Selenium : Python script taking a lot of time in Quora [duplicate] - python

So I'm trying to login to Quora using Python and then scrape some stuff.
I'm using Selenium to login to the site. Here's my code:
from selenium import webdriver
from selenium.webdriver.common.keys import Keys
driver = webdriver.Firefox()
driver.get('http://www.quora.com/')
username = driver.find_element_by_name('email')
password = driver.find_element_by_name('password')
username.send_keys('email')
password.send_keys('password')
password.send_keys(Keys.RETURN)
driver.close()
Now the questions:
It took ~4 minutes to find and fill the login form, which painfully slow. Is there something I can do to speed up the process?
When it did login, how do I make sure there were no errors?

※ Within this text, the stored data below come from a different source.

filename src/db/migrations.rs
use anyhow::Context;
use rusqlite::Connection;

// Migrations are compiled in so an in-memory database (tests) gets the same
// schema as a file-backed one without depending on the working directory.
const MIGRATIONS: &[(&str, &str)] = &[("001_init.sql", include_str!("../../migrations/001_init.sql"))];

pub fn run_migrations(conn: &Connection) -> anyhow::Result<()> {
    conn.execute_batch(
        "CREATE TABLE IF NOT EXISTS _migrations (
            name TEXT PRIMARY KEY,
            applied_at TEXT NOT NULL DEFAULT (datetime('now'))
        );",
    )
    .context("failed to create migrations table")?;

    for (name, sql) in MIGRATIONS {
        let already_applied: bool = conn
            .query_row(
                "SELECT COUNT(*) > 0 FROM _migrations WHERE name = ?1",
                [name],
                |row| row.get(0),
            )
            .context("failed to check migration status")?;

        if already_applied {
            continue;
        }

        conn.execute_batch(sql)
            .with_context(|| format!("failed to apply migration: {name}"))?;

        conn.execute("INSERT INTO _migrations (name) VALUES (?1)", [name])
            .with_context(|| format!("failed to record migration: {name}"))?;

        tracing::info!("applied migration: {name}");
    }

    Ok(())
}
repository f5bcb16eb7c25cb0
use std::sync::Arc;

use axum::extract::State;
use axum::http::HeaderMap;
use axum::Json;
use serde::Serialize;

use super::current_user;
use crate::errors::AppError;
use crate::models::{Offer, SearchRequest};
use crate::services::search;
use crate::state::AppState;

#[derive(Serialize)]
pub struct SearchResponse {
    request_id: String,
    offers: Vec<Offer>,
    meta: SearchMeta,
}

#[derive(Serialize)]
pub struct SearchMeta {
    offer_count: usize,
}

// POST /api/flights/search
pub async fn search_flights(
    State(state): State<Arc<AppState>>,
    headers: HeaderMap,
    Json(req): Json<SearchRequest>,
) -> Result<Json<SearchResponse>, AppError> {
    let user_id = current_user(&headers)?;
    tracing::info!(user_id = %user_id, "flight search");

    let outcome = search::search_offers(&state, &req).await?;

    Ok(Json(SearchResponse {
        request_id: outcome.request_id,
        meta: SearchMeta {
            offer_count: outcome.offers.len(),
        },
        offers: outcome.offers,
    }))
}
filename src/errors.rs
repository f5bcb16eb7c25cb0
use axum::http::StatusCode;
use axum::response::{IntoResponse, Response};
use serde_json::json;

use crate::models::PassengerFieldError;
use crate::services::distribution::ProviderError;

#[derive(Debug, thiserror::Error)]
pub enum AppError {
    #[error("database error: {0}")]
    Database(#[from] rusqlite::Error),

    #[error("invalid request: {0}")]
    Validation(String),

    #[error("passenger details failed validation")]
    PassengerValidation(Vec<PassengerFieldError>),

    #[error("offer {offer_id} has expired")]
    OfferExpired { offer_id: String },

    #[error("offer price has changed")]
    PriceChanged {
        offer_id: String,
        current_amount: String,
        current_currency: String,
    },

    #[error("not found: {0}")]
    NotFound(String),

    #[error("unauthorized")]
    Unauthorized,

    #[error("payment deadline has passed")]
    DeadlinePassed,

    #[error("order is not awaiting payment")]
    NotAwaitingPayment,

    #[error("distribution provider error: {message}")]
    Upstream {
        code: Option<String>,
        message: String,
    },

    #[error("internal error: {0}")]
    Internal(#[from] anyhow::Error),
}

impl AppError {
    /// Machine-readable error kind, stable across message wording changes.
    pub fn kind(&self) -> &'static str {
        match self {
            AppError::Database(_) => "database_error",
            AppError::Validation(_) => "validation_error",
            AppError::PassengerValidation(_) => "validation_error",
            AppError::OfferExpired { .. } => "offer_expired",
            AppError::PriceChanged { .. } => "price_changed",
            AppError::NotFound(_) => "not_found",
            AppError::Unauthorized => "unauthorized",
            AppError::DeadlinePassed => "deadline_passed",
            AppError::NotAwaitingPayment => "not_awaiting_payment",
            AppError::Upstream { .. } => "upstream_error",
            AppError::Internal(_) => "internal_error",
        }
    }
}

impl From<ProviderError> for AppError {
    fn from(err: ProviderError) -> Self {
        match err {
            ProviderError::Rejected { code, message, .. } => AppError::Upstream {
                code: Some(code),
                message,
            },
            other => AppError::Upstream {
                code: None,
                message: other.to_string(),
            },
        }
    }
}

impl IntoResponse for AppError {
    fn into_response(self) -> Response {
        let status = match &self {
            AppError::Database(_) | AppError::Internal(_) => StatusCode::INTERNAL_SERVER_ERROR,
            AppError::Validation(_) | AppError::PassengerValidation(_) => StatusCode::BAD_REQUEST,
            AppError::OfferExpired { .. } => StatusCode::GONE,
            AppError::PriceChanged { .. } => StatusCode::CONFLICT,
            AppError::NotFound(_) => StatusCode::NOT_FOUND,
            AppError::Unauthorized => StatusCode::UNAUTHORIZED,
            AppError::DeadlinePassed => StatusCode::GONE,
            AppError::NotAwaitingPayment => StatusCode::BAD_REQUEST,
            AppError::Upstream { .. } => StatusCode::BAD_GATEWAY,
        };

        let mut body = json!({
            "error": self.kind(),
            "message": self.to_string(),
        });

        // Recovery data so the client can re-prompt without another round trip.
        match &self {
            AppError::PassengerValidation(errors) => {
                body["errors"] = serde_json::to_value(errors).unwrap_or_default();
            }
            AppError::PriceChanged {
                offer_id,
                current_amount,
                current_currency,
            } => {
                body["offer_id"] = json!(offer_id);
                body["current_amount"] = json!(current_amount);
                body["current_currency"] = json!(current_currency);
            }
            AppError::OfferExpired { offer_id } => {
                body["offer_id"] = json!(offer_id);
            }
            AppError::Upstream { code: Some(code), .. } => {
                body["upstream_code"] = json!(code);
            }
            AppError::Database(e) => {
                tracing::error!(error = %e, "database error");
                body["message"] = json!("internal error");
            }
            AppError::Internal(e) => {
                tracing::error!(error = %e, "internal error");
                body["message"] = json!("internal error");
            }
            _ => {}
        }

        (status, axum::Json(body)).into_response()
    }
}
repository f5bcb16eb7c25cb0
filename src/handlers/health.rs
use axum::http::StatusCode;

pub async fn health() -> StatusCode {
    StatusCode::OK
}
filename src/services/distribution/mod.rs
pub mod duffel;

use async_trait::async_trait;
use serde::Serialize;

use crate::models::{
    Airline, AvailableService, ConfirmedChange, Offer, OrderChangeRequest, PassengerInput,
    PassengerType, ProviderOrder, SeatMap, SliceInput,
};

/// Upstream failure, classified. `Rejected` carries the provider's own error
/// code verbatim so callers can distinguish e.g. a card decline from a
/// deadline failure.
#[derive(Debug, thiserror::Error)]
pub enum ProviderError {
    #[error("upstream request failed: {0}")]
    Network(#[from] reqwest::Error),

    #[error("upstream rejected request ({code}): {message}")]
    Rejected {
        status: u16,
        code: String,
        message: String,
    },

    #[error("unexpected upstream response: {0}")]
    Decode(String),
}

impl ProviderError {
    pub fn is_not_found(&self) -> bool {
        matches!(self, ProviderError::Rejected { status: 404, .. })
    }
}

#[derive(Debug, Clone, Serialize)]
pub struct OfferRequestPayload {
    pub slices: Vec<SliceInput>,
    pub passengers: Vec<PassengerType>,
    pub cabin_class: Option<String>,
    pub max_connections: Option<u8>,
    pub currency: Option<String>,
}

#[derive(Debug, Clone, Serialize)]
pub struct ServiceSelection {
    pub id: String,
    pub quantity: u32,
}

#[derive(Debug, Clone)]
pub struct OrderPayload {
    pub offer_id: String,
    pub passengers: Vec<PassengerInput>,
    pub services: Vec<ServiceSelection>,
    pub amount: String,
    pub currency: String,
    /// Hold orders are confirmed with the airline but paid later, before the
    /// provider-imposed deadline.
    pub hold: bool,
}

#[derive(Debug, Clone, Default)]
pub struct ChangeRequestPayload {
    pub order_id: String,
    pub add_slices: Vec<SliceInput>,
    pub remove_slice_ids: Vec<String>,
    pub add_service_ids: Vec<String>,
    pub remove_service_ids: Vec<String>,
}

/// Thin typed surface over the upstream distribution API. Raw
/// request/response mapping and error classification only; all business
/// rules live in the services that call this.
#[async_trait]
pub trait DistributionProvider: Send + Sync {
    /// Submit an asynchronous offer request; offers are generated server-side
    /// and listed separately. Returns the offer request id.
    async fn create_offer_request(
        &self,
        payload: &OfferRequestPayload,
    ) -> Result<String, ProviderError>;

    /// List generated offers for a request, ranked by the provider when a
    /// sort key is given.
    async fn list_offers(
        &self,
        offer_request_id: &str,
        sort: Option<&str>,
    ) -> Result<Vec<Offer>, ProviderError>;

    async fn get_offer(&self, offer_id: &str) -> Result<Offer, ProviderError>;

    async fn get_seat_maps(&self, offer_id: &str) -> Result<Vec<SeatMap>, ProviderError>;

    async fn list_available_services(
        &self,
        offer_id: &str,
    ) -> Result<Vec<AvailableService>, ProviderError>;

    async fn create_order(&self, payload: &OrderPayload) -> Result<ProviderOrder, ProviderError>;

    async fn get_order(&self, order_id: &str) -> Result<ProviderOrder, ProviderError>;

    async fn pay_order(
        &self,
        order_id: &str,
        amount: &str,
        currency: &str,
    ) -> Result<ProviderOrder, ProviderError>;

    async fn create_change_request(
        &self,
        payload: &ChangeRequestPayload,
    ) -> Result<OrderChangeRequest, ProviderError>;

    async fn confirm_change_offer(
        &self,
        change_offer_id: &str,
    ) -> Result<ConfirmedChange, ProviderError>;

    /// Reference lookup used only for display enrichment. `Ok(None)` when the
    /// provider does not know the code.
    async fn get_airline(&self, iata_code: &str) -> Result<Option<Airline>, ProviderError>;
}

In other words, how do I check the response code?
How do I save cookies with selenium so I can continue scraping once I login?
If there is no way to make selenium faster, is there any other alternative for logging in? (Quora doesn't have an API)

I had a similar problem with very slow find_elements_xxx calls in Python selenium using the ChromeDriver. I eventually tracked down the trouble to a driver.implicitly_wait() call I made prior to my find_element_xxx() calls; when I took it out, my find_element_xxx() calls ran quickly.
Now, I know those elements were there when I did the find_elements_xxx() calls. So I cannot imagine why the implicit_wait should have affected the speed of those operations, but it did.

I have been there, selenium is slow. It may not be as slow as 4 min to fill a form. I then started using phantomjs, which is much faster than firefox, since it is headless. You can simply replace Firefox() with PhantomJS() in the webdriver line after installing latest phantomjs.
To check that you have login you can assert for some element which is displayed after login.
As long as you do not quit your driver, cookies will be available to follow links
You can try using urllib and post directly to the login link. You can use cookiejar to save cookies. You can even simply save cookie, after all, a cookie is simply a string in http header

You can fasten your form filling by using your own setAttribute method, here is code for java for it
public void setAttribute(By locator, String attribute, String value) {
((JavascriptExecutor) getDriver()).executeScript("arguments[0].setAttribute('" + attribute
+ "',arguments[1]);",
getElement(locator),
value);
}

Running the web driver headlessly should improve its execution speed to some degree.
from selenium.webdriver import Firefox
from selenium.webdriver.firefox.options import Options
options = Options()
options.add_argument('-headless')
browser = webdriver.Firefox(firefox_options=options)
browser.get('https://google.com/')
browser.close()

For Windows 7 and IEDRIVER with Python Selenium, Ending the Windows Command Line and restarting it cured my issue.
I was having trouble with find_element..clicks. They were taking 30 seconds plus a little bit. Here's the type of code I have including capturing how long to run.
timeStamp = time.time()
elem = driver.find_element_by_css_selector(clickDown).click()
print("1 took:",time.time() - timeStamp)
timeStamp = time.time()
elem = driver.find_element_by_id("cSelect32").click()
print("2 took:",time.time() - timeStamp)
That was recording about 31 seconds for each click. After ending the command line and restarting it (which does end any IEDRIVERSERVER.exe processes), it was 1 second per click.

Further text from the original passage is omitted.